Platform allows women to request independent caregivers through a website. FILE PHOTO | NMG
Summary
- Amref International University in partnership with Danone Ecosystem Fund unveiled the app that links expectant women and new mothers to caregivers.
- The platform called Tunza Mama allows women to request the services of independent caregivers who can attend to them on location.
- It also provides health education on pregnancy and motherhood.

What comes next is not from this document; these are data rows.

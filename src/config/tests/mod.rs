//! Unit tests for configuration loading and precedence.
//!
//! Tests are organised into modules by functional area:
//! - `helpers`: Shared test utilities
//! - `precedence`: Layer precedence and defaults
//! - `field_resolution`: Token resolution
//! - `validation`: Numeric setting checks

mod helpers;
mod validation;
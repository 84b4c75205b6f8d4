//! Binary operation modes.
//!
//! - [`migrations`]: apply database migrations and exit
//! - [`serve`]: run the bot until interrupted

pub mod migrations;
pub mod serve;
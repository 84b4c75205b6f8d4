//! Errors returned by command handlers.

use thiserror::Error;

use crate::chat::ChatError;
use crate::github::GithubError;
use crate::persistence::PersistenceError;

/// Why a command did not produce its normal reply.
///
/// Handlers return these unhandled; the dispatcher turns each one into a
/// single chat message.
#[derive(Debug, Clone, Error, PartialEq, Eq)]
pub enum CommandError {
    /// The command needed an argument and none arrived.
    #[error("no argument was supplied")]
    UserInputMissing,

    /// The prompt went unanswered for the configured wait.
    #[error("no reply within {seconds} seconds")]
    ReplyTimedOut {
        /// Configured wait.
        seconds: u64,
    },

    /// `/getpr` without an argument in a chat with no default repository.
    #[error("no default repository is set for this chat")]
    NoDefaultRepo,

    /// The default repository write could not be read back.
    #[error("default repository write was not confirmed")]
    StoreConsistency,

    /// GitHub lookup or transport failure.
    #[error(transparent)]
    Github(#[from] GithubError),

    /// Database failure.
    #[error(transparent)]
    Store(#[from] PersistenceError),

    /// Chat transport failure.
    #[error(transparent)]
    Chat(#[from] ChatError),
}

impl CommandError {
    /// Message specific to this error, when there is one.
    ///
    /// Errors without one fall back to the command's generic failure text.
    #[must_use]
    pub fn user_message(&self, command: &str) -> Option<String> {
        match self {
            Self::UserInputMissing => Some(format!("No input received; cancelled /{command}.")),
            Self::ReplyTimedOut { .. } => Some(format!("No reply received; cancelled /{command}.")),
            Self::NoDefaultRepo => {
                Some("No default repo set for this chat. Use /setdefaultrepo first.".to_owned())
            }
            Self::StoreConsistency | Self::Github(_) | Self::Store(_) | Self::Chat(_) => None,
        }
    }

    /// Whether the error is the prompt timing out.
    #[must_use]
    pub const fn is_timeout(&self) -> bool {
        matches!(self, Self::ReplyTimedOut { .. })
    }
}
//! Octocrab client construction helpers for gateway implementations.

use http::Uri;
use octocrab::Octocrab;

use crate::github::error::GithubError;
use crate::github::locator::PersonalAccessToken;

use super::error_mapping::map_octocrab_error;

/// Builds an Octocrab client for the given API base URL.
///
/// Without a token the client talks to GitHub anonymously, which is enough
/// for public repositories but cannot resolve the authenticated user.
///
/// # Errors
///
/// Returns `GithubError::InvalidUrl` when the base URI cannot be parsed or
/// `GithubError::Api` when Octocrab fails to construct a client.
pub(super) fn build_octocrab_client(
    token: Option<&PersonalAccessToken>,
    api_base: &str,
) -> Result<Octocrab, GithubError> {
    let base_uri: Uri = api_base
        .parse::<Uri>()
        .map_err(|error| GithubError::InvalidUrl(error.to_string()))?;

    let builder = match token {
        Some(value) => Octocrab::builder().personal_token(value.as_ref()),
        None => Octocrab::builder(),
    };

    builder
        .base_uri(base_uri)
        .map_err(|error| GithubError::Api {
            message: format!("build client failed: {error}"),
        })?
        .build()
        .map_err(|error| map_octocrab_error("build client", &error))
}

A new web-based service through which mothers can access pre- and post-natal care has been launched.
Amref
International University in partnership with Danone Ecosystem Fund
unveiled the app that links expectant women and new mothers to
caregivers.
The platform called Tunza Mama allows women
to request the services of independent caregivers who can attend to
them on location. It also provides health education on pregnancy and
motherhood.
The caregivers on the platform are all
graduates of a course known as ‘entrepreneurship and business skills in
applied maternal and child health and nutrition’, offered by the Amref
International University. Through the programme, 20 caregivers graduated
from the course, with their fees subsidised by as much as Sh25,000.

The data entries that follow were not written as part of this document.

//! Error types for local persistence operations.

use thiserror::Error;

/// Errors returned while migrating or querying the local `SQLite` database.
#[derive(Debug, Clone, Error, PartialEq, Eq)]
pub enum PersistenceError {
    /// The database URL/path was present but blank.
    #[error("database URL must not be blank")]
    BlankDatabaseUrl,

    /// Establishing a `SQLite` connection failed.
    #[error("failed to connect to SQLite database: {message}")]
    ConnectionFailed {
        /// Error detail from Diesel.
        message: String,
    },

    /// Running pending migrations failed.
    #[error("failed to run database migrations: {message}")]
    MigrationFailed {
        /// Error detail from Diesel migrations.
        message: String,
    },

    /// Reading the schema version from the migration table failed.
    #[error("failed to read schema version after migrations: {message}")]
    SchemaVersionQueryFailed {
        /// Error detail from Diesel query execution.
        message: String,
    },

    /// The migrations completed but no schema version could be found.
    #[error("no schema version recorded after migrations ran")]
    MissingSchemaVersion,

    /// The `default_repo` table does not exist; run migrations first.
    #[error("database schema is not initialised (run with --migrate-db)")]
    SchemaNotInitialised,

    /// A read query failed.
    #[error("database query failed: {message}")]
    QueryFailed {
        /// Error detail from Diesel.
        message: String,
    },

    /// A write failed.
    #[error("database write failed: {message}")]
    WriteFailed {
        /// Error detail from Diesel.
        message: String,
    },

    /// The blocking database task could not be joined.
    #[error("database task failed: {message}")]
    TaskFailed {
        /// Join error detail from Tokio.
        message: String,
    },
}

Danone Ecosystem Fund provided 700,000 euros grant for the
establishment of the course and subsidised fees for 88 midwives who
graduated from the course.
Other partners in the programme are electronics firm Phillips, Milk processor Brookside, Merck Pharma and Aga Khan University.
Danone
said Tunza Mama will enable jobless nurses to use their skills in an
entrepreneurial way as well as make “what is seen as a very elite
service more mainstream.”
“Personalised antenatal and
postnatal care is a fast growing preferred service among middle-class
women. Tunza Mama will make it easier for women looking for personal and
convenient care to access it at a pocket-friendly cost,” said Dr
Githinji Gitahi, the Group CEO of Amref Health Africa.
The
cost of consultation per session ranges between Sh4,000 and Sh6,000.
This involves advice on complementary feeding, birth preparation classes
and postnatal care education.
The caregivers do not
provide clinical care, but could in some cases offer some basic
assessment. They also help translate information gynaecologists give
mothers and provide nutritional expertise which insurers do not pay for.
Two weeks after its launch during this year’s
Mother’s Day, the website has received nearly 800 visits as well as
inquiries through its social media pages.
As expected, 99 per cent of their audience is women, with a majority aged between 25 and from urban centres.